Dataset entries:
.....
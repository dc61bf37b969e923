//! Composition: bundle the top candidates into a multi-step plan and
//! materialize it as a temporary module.
//!
//! Step input/output bindings are declared but not yet data-flowed between
//! steps; the rendered module is a structurally valid placeholder whose entry
//! point returns a success marker. The plan itself is real and auditable.

use crate::discovery::ToolSpec;
use crate::error::RouteError;
use crate::intent::ParsedIntent;
use serde::{Deserialize, Serialize};
use std::path::{Path, PathBuf};
use tracing::debug;

/// Maximum number of candidates chained into one composition.
const MAX_STEPS: usize = 2;

#[derive(Debug, Clone, Serialize, Deserialize)]
pub struct PlanStep {
    /// Step id: `s1`, `s2`, ...
    pub id: String,
    pub tool: String,
    pub entry: String,
    /// Empty until inter-step binding inference exists.
    pub inputs: serde_json::Map<String, serde_json::Value>,
    pub outputs: serde_json::Map<String, serde_json::Value>,
}

/// Ordered multi-step execution plan built from selected candidates.
#[derive(Debug, Clone, Serialize, Deserialize)]
pub struct CompositionPlan {
    pub description: String,
    pub steps: Vec<PlanStep>,
}

/// Build a plan from at most the first two candidates.
pub fn plan_composition(intent: &ParsedIntent, candidates: &[ToolSpec]) -> CompositionPlan {
    let steps = candidates
        .iter()
        .take(MAX_STEPS)
        .enumerate()
        .map(|(i, c)| PlanStep {
            id: format!("s{}", i + 1),
            tool: c.identifier.clone(),
            entry: c.entry_point_name.clone(),
            inputs: serde_json::Map::new(),
            outputs: serde_json::Map::new(),
        })
        .collect();
    CompositionPlan {
        description: format!(
            "composed plan for {}",
            intent.action.as_deref().unwrap_or("request")
        ),
        steps,
    }
}

/// Write the plan as `<tmp_root>/tmp_compose_<route_id>.<ext>` and return the
/// path. The module's `run()` reports success without chaining the steps.
pub fn render_tmp_module(
    plan: &CompositionPlan,
    tmp_root: &Path,
    route_id: &str,
    ext: &str,
) -> Result<PathBuf, RouteError> {
    std::fs::create_dir_all(tmp_root)?;
    let path = tmp_root.join(format!("tmp_compose_{route_id}.{ext}"));
    let plan_json = serde_json::to_string_pretty(plan)?;
    let source = format!(
        "\"\"\"Composition module for route {route_id}.\n\n{description}\n\"\"\"\n\nPLAN = {plan_json}\n\ndef run():\n    return {{\n        \"ok\": True,\n        \"composed\": True,\n        \"steps\": [step[\"id\"] for step in PLAN[\"steps\"]],\n    }}\n",
        description = plan.description,
    );
    std::fs::write(&path, source).map_err(|source| RouteError::Materialize {
        path: path.clone(),
        source,
    })?;
    debug!(
        target: "pulsus::composer",
        path = %path.display(),
        steps = plan.steps.len(),
        "rendered composition module"
    );
    Ok(path)
}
.....
EXERCISE:
Each line of the records that contains the string "success" must be copied.

WRITTEN REPLY:
//! point returns a success marker. The plan itself is real and auditable.
/// path. The module's `run()` reports success without chaining the steps.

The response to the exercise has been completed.